Stored data
§

// Three-Layer Architecture
pub mod data_sync; // Data Layer: chain access, range resolution, batched fetching
pub mod logic; // Logic Layer: per-block analysis, window aggregation, pipelines
pub mod reporting; // Reporting Layer: console, CSV and JSON exporters

// Common utilities and types
pub mod constants;
pub mod error;
pub mod utils;

// Re-export key components from each layer
pub use data_sync::{
    AnalyticsConfig, BatchedBlockFetcher, BlockRangeResolver, Chain, ChainConfig, ChainDataPort, ChainSettings,
    JsonRpcChainClient, MockChain, RangeFetch,
};
pub use error::WindowError;
pub use logic::{
    BlockRange, BlockRecord, ChainOutcome, ChainRun, ChainWindowAnalyzer, MultiChainRunner, MultiChainRunnerBuilder,
    TimeWindow, TransactionAnalyzer, WindowAggregator, WindowSummary,
};
pub use reporting::{ConsoleExporter, CsvExporter, JsonExporter, ReportExporter};
pub use utils::{ConfigLoader, LoadConfigError};
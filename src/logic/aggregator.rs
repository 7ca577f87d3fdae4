use super::types::{
    AddressStats, BaseFeeStats, BlockCoverage, BlockRecord, ContractStats, DataStats, GasStats, TransactionStats,
    ValueStats, WindowSummary,
};
use crate::constants::{NATIVE_DECIMALS, UTILIZATION_SCALE};
use crate::data_sync::config::Chain;
use crate::error::WindowError;
use crate::utils::{format_units, to_f64_lossy};
use alloy_primitives::Address;
use num_bigint::BigUint;
use num_traits::Zero;
use std::collections::HashSet;

/// Running fold of [`BlockRecord`]s into a [`WindowSummary`].
///
/// Money and gas are summed as unbounded integers; address and contract
/// uniqueness is a set union over the whole window, so an address seen in
/// many blocks counts once.
#[derive(Debug, Clone)]
pub struct WindowAggregator {
    chain: Chain,
    nominal_blocks: Option<u64>,

    blocks: u64,
    first_block: u64,
    last_block: u64,
    first_timestamp: u64,
    last_timestamp: u64,

    tx_total: u64,
    tx_analyzed: u64,
    tx_failed: u64,
    max_tx_per_block: u64,

    gas_used: BigUint,
    gas_limit: BigUint,
    total_value: BigUint,

    contract_creations: u64,
    unique_contracts: HashSet<Address>,
    unique_addresses: HashSet<Address>,
    data_bytes: u64,

    base_fee_blocks: u64,
    base_fee_total: BigUint,
    base_fee_min: Option<BigUint>,
    base_fee_max: Option<BigUint>,
}

impl WindowAggregator {
    pub fn new(chain: Chain) -> Self {
        Self {
            chain,
            nominal_blocks: None,
            blocks: 0,
            first_block: u64::MAX,
            last_block: 0,
            first_timestamp: u64::MAX,
            last_timestamp: 0,
            tx_total: 0,
            tx_analyzed: 0,
            tx_failed: 0,
            max_tx_per_block: 0,
            gas_used: BigUint::zero(),
            gas_limit: BigUint::zero(),
            total_value: BigUint::zero(),
            contract_creations: 0,
            unique_contracts: HashSet::new(),
            unique_addresses: HashSet::new(),
            data_bytes: 0,
            base_fee_blocks: 0,
            base_fee_total: BigUint::zero(),
            base_fee_min: None,
            base_fee_max: None,
        }
    }

    /// Size of the range the records were fetched from
    pub fn with_nominal_blocks(mut self, nominal_blocks: u64) -> Self {
        self.nominal_blocks = Some(nominal_blocks);
        self
    }

    /// Aggregate a complete record sequence in one call
    pub fn aggregate(chain: Chain, records: &[BlockRecord]) -> Result<WindowSummary, WindowError> {
        let mut aggregator = Self::new(chain);
        for record in records {
            aggregator.add(record);
        }
        aggregator.finish()
    }

    pub fn len(&self) -> u64 {
        self.blocks
    }

    pub fn is_empty(&self) -> bool {
        self.blocks == 0
    }

    pub fn add(&mut self, record: &BlockRecord) {
        self.blocks += 1;
        self.first_block = self.first_block.min(record.number);
        self.last_block = self.last_block.max(record.number);
        self.first_timestamp = self.first_timestamp.min(record.timestamp);
        self.last_timestamp = self.last_timestamp.max(record.timestamp);

        self.tx_total += record.tx_count;
        self.tx_analyzed += record.analyzed_tx_count;
        self.tx_failed += record.failed_tx_count;
        self.max_tx_per_block = self.max_tx_per_block.max(record.tx_count);

        self.gas_used += &record.gas_used;
        self.gas_limit += &record.gas_limit;
        self.total_value += &record.total_value;

        self.contract_creations += record.contract_creations;
        self.unique_contracts.extend(record.unique_contracts.iter().copied());
        self.unique_addresses.extend(record.unique_addresses.iter().copied());
        self.data_bytes += record.total_data_bytes;

        if let Some(base_fee) = &record.base_fee_per_gas {
            self.base_fee_blocks += 1;
            self.base_fee_total += base_fee;
            if self.base_fee_min.as_ref().is_none_or(|min| base_fee < min) {
                self.base_fee_min = Some(base_fee.clone());
            }
            if self.base_fee_max.as_ref().is_none_or(|max| base_fee > max) {
                self.base_fee_max = Some(base_fee.clone());
            }
        }
    }

    pub fn finish(self) -> Result<WindowSummary, WindowError> {
        if self.blocks == 0 {
            return Err(WindowError::EmptyWindow);
        }

        let blocks = self.blocks;
        let time_span_secs = self.last_timestamp - self.first_timestamp;
        let per_second = if time_span_secs > 0 { self.tx_total as f64 / time_span_secs as f64 } else { 0.0 };

        let utilization_rate = if self.gas_limit.is_zero() {
            0.0
        } else {
            let basis_points = &self.gas_used * UTILIZATION_SCALE / &self.gas_limit;
            to_f64_lossy(&basis_points) / 100.0
        };

        let average_value = if self.tx_analyzed > 0 { &self.total_value / self.tx_analyzed } else { BigUint::zero() };

        let base_fee_average =
            if self.base_fee_blocks > 0 { &self.base_fee_total / self.base_fee_blocks } else { BigUint::zero() };

        Ok(WindowSummary {
            chain: self.chain,
            blocks: BlockCoverage {
                analyzed: blocks,
                in_range: self.nominal_blocks.unwrap_or(blocks).max(blocks),
                first_block: self.first_block,
                last_block: self.last_block,
                first_timestamp: self.first_timestamp,
                last_timestamp: self.last_timestamp,
                time_span_secs,
            },
            transactions: TransactionStats {
                total: self.tx_total,
                analyzed: self.tx_analyzed,
                successful: self.tx_analyzed.saturating_sub(self.tx_failed),
                failed: self.tx_failed,
                without_receipt: self.tx_total.saturating_sub(self.tx_analyzed),
                max_per_block: self.max_tx_per_block,
                average_per_block: self.tx_total / blocks,
                per_second,
            },
            gas: GasStats {
                average_used: &self.gas_used / blocks,
                average_limit: &self.gas_limit / blocks,
                total_used: self.gas_used,
                total_limit: self.gas_limit,
                utilization_rate,
            },
            value: ValueStats {
                total_formatted: format_units(&self.total_value, NATIVE_DECIMALS),
                total: self.total_value,
                average_per_tx: average_value,
            },
            contracts: ContractStats {
                total_creations: self.contract_creations,
                unique_contracts: self.unique_contracts.len() as u64,
            },
            addresses: AddressStats { unique: self.unique_addresses.len() as u64 },
            data: DataStats { total_bytes: self.data_bytes, average_per_block: self.data_bytes / blocks },
            base_fee: BaseFeeStats {
                blocks_reporting: self.base_fee_blocks,
                total: self.base_fee_total,
                average: base_fee_average,
                min: self.base_fee_min,
                max: self.base_fee_max,
            },
        })
    }
}
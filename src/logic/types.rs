use crate::constants::SECONDS_PER_DAY;
use crate::data_sync::config::Chain;
use crate::error::WindowError;
use crate::utils::units::{serialize_biguint, serialize_opt_biguint};
use alloy_primitives::Address;
use num_bigint::BigUint;
use serde::Serialize;
use std::collections::HashSet;

/// Lookback request: the last `days` days, at most `max_blocks` blocks
#[derive(Debug, Clone, Copy, PartialEq)]
pub struct TimeWindow {
    pub days: f64,
    pub max_blocks: u64,
}

impl TimeWindow {
    pub fn new(days: f64, max_blocks: u64) -> Self {
        Self { days, max_blocks }
    }

    pub fn validate(&self) -> Result<(), WindowError> {
        if !self.days.is_finite() || self.days < 0.0 {
            return Err(WindowError::InvalidWindow(format!("days must be finite and non-negative, got {}", self.days)));
        }
        if self.max_blocks == 0 {
            return Err(WindowError::InvalidWindow("max_blocks must be greater than zero".to_string()));
        }
        Ok(())
    }

    pub fn lookback_secs(&self) -> u64 {
        lookback_secs(self.days)
    }
}

pub(crate) fn lookback_secs(days: f64) -> u64 {
    (days * SECONDS_PER_DAY as f64).round() as u64
}

/// Contiguous block range covering a window, both ends inclusive
#[derive(Debug, Clone, Copy, PartialEq, Eq, Serialize)]
pub struct BlockRange {
    pub start_block: u64,
    pub end_block: u64,
    pub start_timestamp: u64,
    pub end_timestamp: u64,
    /// Start was raised to respect a block cap
    pub capped: bool,
    /// Start was clamped to genesis because the chain is younger than the window
    pub partial: bool,
}

impl BlockRange {
    pub fn new(start_block: u64, end_block: u64, start_timestamp: u64, end_timestamp: u64) -> Self {
        Self { start_block, end_block, start_timestamp, end_timestamp, capped: false, partial: false }
    }

    pub fn block_count(&self) -> u64 {
        if self.start_block > self.end_block {
            0
        } else {
            self.end_block - self.start_block + 1
        }
    }

    pub fn is_empty(&self) -> bool {
        self.block_count() == 0
    }

    /// Narrow the range to its newest `max_blocks` blocks.
    ///
    /// `end_timestamp` is kept as recorded and no block is re-queried, so
    /// `start_timestamp` still refers to the uncapped start.
    pub fn cap_to(&self, max_blocks: u64) -> BlockRange {
        if max_blocks == 0 || self.block_count() <= max_blocks {
            return *self;
        }
        BlockRange {
            start_block: self.end_block - max_blocks + 1,
            capped: true,
            ..*self
        }
    }

    pub fn blocks(&self) -> std::ops::RangeInclusive<u64> {
        self.start_block..=self.end_block
    }
}

/// Statistics of one fetched block
#[derive(Debug, Clone, Default, PartialEq, Eq)]
pub struct BlockRecord {
    pub number: u64,
    pub timestamp: u64,
    /// Transactions in the block header
    pub tx_count: u64,
    /// Transactions whose receipt was obtained; per-tx fields cover only these
    pub analyzed_tx_count: u64,
    pub gas_used: BigUint,
    pub gas_limit: BigUint,
    pub base_fee_per_gas: Option<BigUint>,
    pub total_value: BigUint,
    pub contract_creations: u64,
    pub unique_contracts: HashSet<Address>,
    pub unique_addresses: HashSet<Address>,
    pub total_data_bytes: u64,
    pub failed_tx_count: u64,
}

#[derive(Debug, Clone, PartialEq, Serialize)]
pub struct BlockCoverage {
    pub analyzed: u64,
    /// Blocks in the nominal range; larger than `analyzed` when fetches were dropped
    pub in_range: u64,
    pub first_block: u64,
    pub last_block: u64,
    pub first_timestamp: u64,
    pub last_timestamp: u64,
    pub time_span_secs: u64,
}

#[derive(Debug, Clone, PartialEq, Serialize)]
pub struct TransactionStats {
    pub total: u64,
    pub analyzed: u64,
    pub successful: u64,
    pub failed: u64,
    pub without_receipt: u64,
    pub max_per_block: u64,
    pub average_per_block: u64,
    pub per_second: f64,
}

#[derive(Debug, Clone, PartialEq, Serialize)]
pub struct GasStats {
    #[serde(serialize_with = "serialize_biguint")]
    pub total_used: BigUint,
    #[serde(serialize_with = "serialize_biguint")]
    pub total_limit: BigUint,
    #[serde(serialize_with = "serialize_biguint")]
    pub average_used: BigUint,
    #[serde(serialize_with = "serialize_biguint")]
    pub average_limit: BigUint,
    /// Percentage, 0 to 100
    pub utilization_rate: f64,
}

#[derive(Debug, Clone, PartialEq, Serialize)]
pub struct ValueStats {
    /// Wei
    #[serde(serialize_with = "serialize_biguint")]
    pub total: BigUint,
    /// `total` in native units, exact
    pub total_formatted: String,
    #[serde(serialize_with = "serialize_biguint")]
    pub average_per_tx: BigUint,
}

#[derive(Debug, Clone, PartialEq, Serialize)]
pub struct ContractStats {
    pub total_creations: u64,
    pub unique_contracts: u64,
}

#[derive(Debug, Clone, PartialEq, Serialize)]
pub struct AddressStats {
    pub unique: u64,
}

#[derive(Debug, Clone, PartialEq, Serialize)]
pub struct DataStats {
    pub total_bytes: u64,
    pub average_per_block: u64,
}

#[derive(Debug, Clone, PartialEq, Serialize)]
pub struct BaseFeeStats {
    pub blocks_reporting: u64,
    #[serde(serialize_with = "serialize_biguint")]
    pub total: BigUint,
    #[serde(serialize_with = "serialize_biguint")]
    pub average: BigUint,
    #[serde(serialize_with = "serialize_opt_biguint")]
    pub min: Option<BigUint>,
    #[serde(serialize_with = "serialize_opt_biguint")]
    pub max: Option<BigUint>,
}

/// Aggregate over every analyzed block of a window
#[derive(Debug, Clone, PartialEq, Serialize)]
pub struct WindowSummary {
    pub chain: Chain,
    pub blocks: BlockCoverage,
    pub transactions: TransactionStats,
    pub gas: GasStats,
    pub value: ValueStats,
    pub contracts: ContractStats,
    pub addresses: AddressStats,
    pub data: DataStats,
    pub base_fee: BaseFeeStats,
}

impl WindowSummary {
    /// Blocks of the nominal range that are missing from the summary
    pub fn dropped_blocks(&self) -> u64 {
        self.blocks.in_range.saturating_sub(self.blocks.analyzed)
    }
}
use alloy_primitives::{Address, B256, Bytes, U256};
use async_trait::async_trait;
use eyre::Result;

/// Read-only view of a chain, as consumed by the resolver and the fetcher.
///
/// Implementations may fail transiently or be rate limited, but are assumed
/// not to return incorrect data for a given block number.
#[async_trait]
pub trait ChainDataPort: Send + Sync {
    async fn current_height(&self) -> Result<u64>;

    async fn block_by_number(&self, number: u64, include_transactions: bool) -> Result<RawBlock>;

    async fn transaction_receipt(&self, hash: B256) -> Result<RawReceipt>;
}

/// Block header fields plus its transactions
#[derive(Debug, Clone, PartialEq, Eq)]
pub struct RawBlock {
    pub number: u64,
    pub timestamp: u64,
    pub gas_used: U256,
    pub gas_limit: U256,
    /// Absent before the fee-market upgrade and on some L2s
    pub base_fee_per_gas: Option<U256>,
    pub transactions: BlockTransactions,
}

/// Transactions of a block, either as hashes only or fully populated
#[derive(Debug, Clone, PartialEq, Eq)]
pub enum BlockTransactions {
    Hashes(Vec<B256>),
    Full(Vec<RawTransaction>),
}

impl BlockTransactions {
    pub fn len(&self) -> usize {
        match self {
            BlockTransactions::Hashes(hashes) => hashes.len(),
            BlockTransactions::Full(txs) => txs.len(),
        }
    }

    pub fn is_empty(&self) -> bool {
        self.len() == 0
    }

    /// Fully populated transactions; empty when only hashes were requested
    pub fn full(&self) -> &[RawTransaction] {
        match self {
            BlockTransactions::Hashes(_) => &[],
            BlockTransactions::Full(txs) => txs,
        }
    }
}

impl Default for BlockTransactions {
    fn default() -> Self {
        BlockTransactions::Hashes(Vec::new())
    }
}

#[derive(Debug, Clone, PartialEq, Eq)]
pub struct RawTransaction {
    pub hash: B256,
    pub from: Option<Address>,
    /// `None` for contract-creation transactions
    pub to: Option<Address>,
    pub value: U256,
    pub input: Bytes,
}

#[derive(Debug, Clone, PartialEq, Eq)]
pub struct RawReceipt {
    /// `true` when execution succeeded
    pub status: bool,
    pub contract_address: Option<Address>,
    pub gas_used: U256,
}

/// A fetched block with the receipt outcome of each of its transactions.
///
/// `receipts[i]` belongs to `block.transactions.full()[i]`; `None` marks a
/// receipt that could not be fetched.
#[derive(Debug, Clone)]
pub struct BlockWithReceipts {
    pub block: RawBlock,
    pub receipts: Vec<Option<RawReceipt>>,
}

impl BlockWithReceipts {
    pub fn new(block: RawBlock, receipts: Vec<Option<RawReceipt>>) -> Self {
        Self { block, receipts }
    }

    /// Transactions paired with the receipts that were obtained
    pub fn with_receipts(&self) -> impl Iterator<Item = (&RawTransaction, &RawReceipt)> {
        self.block
            .transactions
            .full()
            .iter()
            .zip(self.receipts.iter())
            .filter_map(|(tx, receipt)| receipt.as_ref().map(|r| (tx, r)))
    }
}
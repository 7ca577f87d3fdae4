use super::ReportExporter;
use crate::logic::types::WindowSummary;
use async_trait::async_trait;
use eyre::Result;
use std::path::{Path, PathBuf};
use tracing::debug;

/// Writes `<dir>/<chain>_window.json`, replacing the previous file of that chain
pub struct JsonExporter {
    output_dir: PathBuf,
}

impl JsonExporter {
    pub fn new(output_dir: impl Into<PathBuf>) -> Self {
        Self { output_dir: output_dir.into() }
    }

    pub fn file_for(&self, summary: &WindowSummary) -> PathBuf {
        self.output_dir.join(format!("{}_window.json", summary.chain))
    }

    pub fn output_dir(&self) -> &Path {
        &self.output_dir
    }
}

#[async_trait]
impl ReportExporter for JsonExporter {
    fn name(&self) -> &str {
        "json"
    }

    async fn export(&self, summary: &WindowSummary) -> Result<()> {
        tokio::fs::create_dir_all(&self.output_dir).await?;
        let path = self.file_for(summary);
        let json = serde_json::to_string_pretty(summary)?;
        tokio::fs::write(&path, json).await?;
        debug!("Wrote {}", path.display());
        Ok(())
    }
}

#[cfg(test)]
mod tests {
    use super::*;
    use crate::data_sync::config::Chain;
    use crate::reporting::test_support::sample_summary;

    #[tokio::test]
    async fn test_writes_one_file_per_chain() {
        let dir = tempfile::tempdir().unwrap();
        let exporter = JsonExporter::new(dir.path());

        let summary = sample_summary(Chain::Arbitrum);
        exporter.export(&summary).await.unwrap();
        exporter.export(&summary).await.unwrap();

        let path = dir.path().join("arbitrum_window.json");
        let value: serde_json::Value = serde_json::from_str(&tokio::fs::read_to_string(&path).await.unwrap()).unwrap();
        assert_eq!(value["chain"], "arbitrum");
        assert_eq!(value["value"]["total"], "1000000000000000000");
        assert_eq!(value["value"]["total_formatted"], "1");
        assert_eq!(value["blocks"]["in_range"], 5);
        assert_eq!(std::fs::read_dir(dir.path()).unwrap().count(), 1);
    }
}
//! Summarize recent activity on every configured chain.
//!
//! Reads `<CHAIN>_RPC_URL` and friends from the environment (and `.env`), or
//! a TOML file passed as the first argument:
//!
//! ```text
//! ETHEREUM_RPC_URL=https://eth.example LOOKBACK_DAYS=0.5 cargo run --example window_report
//! cargo run --example window_report -- window.toml
//! ```
//!
//! Set `REPORT_DIR` to also write CSV and JSON reports.
use chain_window::{AnalyticsConfig, ConfigLoader, ConsoleExporter, CsvExporter, JsonExporter, MultiChainRunnerBuilder};
use eyre::Result;
use std::path::PathBuf;
use tracing::{error, info};
use tracing_subscriber::EnvFilter;

#[tokio::main]
async fn main() -> Result<()> {
    dotenvy::dotenv().ok();
    let filter = EnvFilter::try_from_default_env().unwrap_or_else(|_| "info".into());
    tracing_subscriber::fmt().with_env_filter(filter).init();

    let config = match std::env::args().nth(1) {
        Some(path) => AnalyticsConfig::load_from_file(&path).await?,
        None => AnalyticsConfig::from_env()?,
    };
    info!("Analyzing the last {} days on {} chains", config.days, config.chains.len());

    let mut builder = MultiChainRunnerBuilder::new().with_config(config).add_exporter(ConsoleExporter::new());
    if let Ok(dir) = std::env::var("REPORT_DIR") {
        let dir = PathBuf::from(dir);
        builder = builder
            .add_exporter(CsvExporter::new(dir.join("window_summaries.csv")))
            .add_exporter(JsonExporter::new(dir));
    }
    let runner = builder.build()?;

    let runs = runner.run_all().await;
    let failed = runs.iter().filter(|r| r.result.is_err()).count();
    for run in &runs {
        if let Err(e) = &run.result {
            error!("{}: {}", run.chain, e);
        }
    }

    if failed == runs.len() && !runs.is_empty() {
        eyre::bail!("every chain failed");
    }
    Ok(())
}
use dotenvy::dotenv;
use regex::{Captures, Regex};
use serde::de::DeserializeOwned;
use std::path::Path;
use std::sync::LazyLock;
use std::{env, fs};
use thiserror::Error;

static ENV_VAR_PATTERN: LazyLock<Regex> =
    LazyLock::new(|| Regex::new(r"\$\{([a-zA-Z_][0-9a-zA-Z_]*)\}").expect("env var pattern is a valid regex"));

#[allow(clippy::enum_variant_names)]
#[derive(Debug, Error)]
pub enum LoadConfigError {
    #[error("IO error: {0}")]
    IoError(#[from] std::io::Error),
    #[error("TOML error: {0}")]
    TomlError(#[from] toml::de::Error),
    #[error("Error loading config: {0}")]
    ConfigError(String),
}

/// Types that can be read from a TOML file with `${VAR}` expansion
pub trait ConfigLoader: Sized {
    fn validate(&self) -> Result<(), LoadConfigError> {
        Ok(())
    }

    fn load_from_file_sync(file_name: impl AsRef<Path>) -> Result<Self, LoadConfigError>
    where
        Self: DeserializeOwned,
    {
        let config: Self = load_from_file_sync(file_name)?;
        config.validate()?;
        Ok(config)
    }

    #[allow(async_fn_in_trait)]
    async fn load_from_file(file_name: impl AsRef<Path>) -> Result<Self, LoadConfigError>
    where
        Self: DeserializeOwned,
    {
        let config: Self = load_from_file(file_name).await?;
        config.validate()?;
        Ok(config)
    }
}

pub async fn load_from_file<T: DeserializeOwned>(file_name: impl AsRef<Path>) -> Result<T, LoadConfigError> {
    dotenv().ok();
    let contents = tokio::fs::read_to_string(file_name).await?;
    parse_config(&contents)
}

pub fn load_from_file_sync<T: DeserializeOwned>(file_name: impl AsRef<Path>) -> Result<T, LoadConfigError> {
    dotenv().ok();
    let contents = fs::read_to_string(file_name)?;
    parse_config(&contents)
}

/// Parse TOML after substituting `${VAR}` references from the environment
pub fn parse_config<T: DeserializeOwned>(raw_config: &str) -> Result<T, LoadConfigError> {
    let contents = expand_vars(raw_config);
    Ok(toml::from_str(&contents)?)
}

fn expand_vars(raw_config: &str) -> String {
    // Unknown variables are left as-is so the validation step can report them
    ENV_VAR_PATTERN
        .replace_all(raw_config, |caps: &Captures| match env::var(&caps[1]) {
            Ok(val) => val,
            Err(_) => caps[0].to_string(),
        })
        .to_string()
}

#[cfg(test)]
mod tests {
    use super::*;
    use serde::Deserialize;

    #[derive(Debug, Deserialize)]
    struct Section {
        name: String,
        count: u32,
    }

    #[test]
    fn test_unknown_vars_are_kept() {
        let raw = "url = \"${CHAIN_WINDOW_TEST_SURELY_UNSET_VAR}/rpc\"";
        assert_eq!(expand_vars(raw), raw);
    }

    #[test]
    fn test_known_var_is_expanded() {
        // PATH is set in every test environment
        let path = env::var("PATH").unwrap();
        assert_eq!(expand_vars("p = \"${PATH}\""), format!("p = \"{}\"", path));
    }

    #[test]
    fn test_parse_config() {
        let section: Section = parse_config("name = \"window\"\ncount = 3\n").unwrap();
        assert_eq!(section.name, "window");
        assert_eq!(section.count, 3);
    }

    #[test]
    fn test_load_from_file_sync() {
        let dir = tempfile::tempdir().unwrap();
        let path = dir.path().join("section.toml");
        fs::write(&path, "name = \"file\"\ncount = 9\n").unwrap();

        let section: Section = load_from_file_sync(&path).unwrap();
        assert_eq!(section.name, "file");
        assert_eq!(section.count, 9);

        let missing: Result<Section, _> = load_from_file_sync(dir.path().join("missing.toml"));
        assert!(matches!(missing, Err(LoadConfigError::IoError(_))));
    }
}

§

Required work: Starting from the line holding "assert!(matches!(missing, Err(LoadConfigError::IoError(_))));", restate the remaining lines of the data word for word, including the last.

Reply to the task:
        assert!(matches!(missing, Err(LoadConfigError::IoError(_))));
    }
}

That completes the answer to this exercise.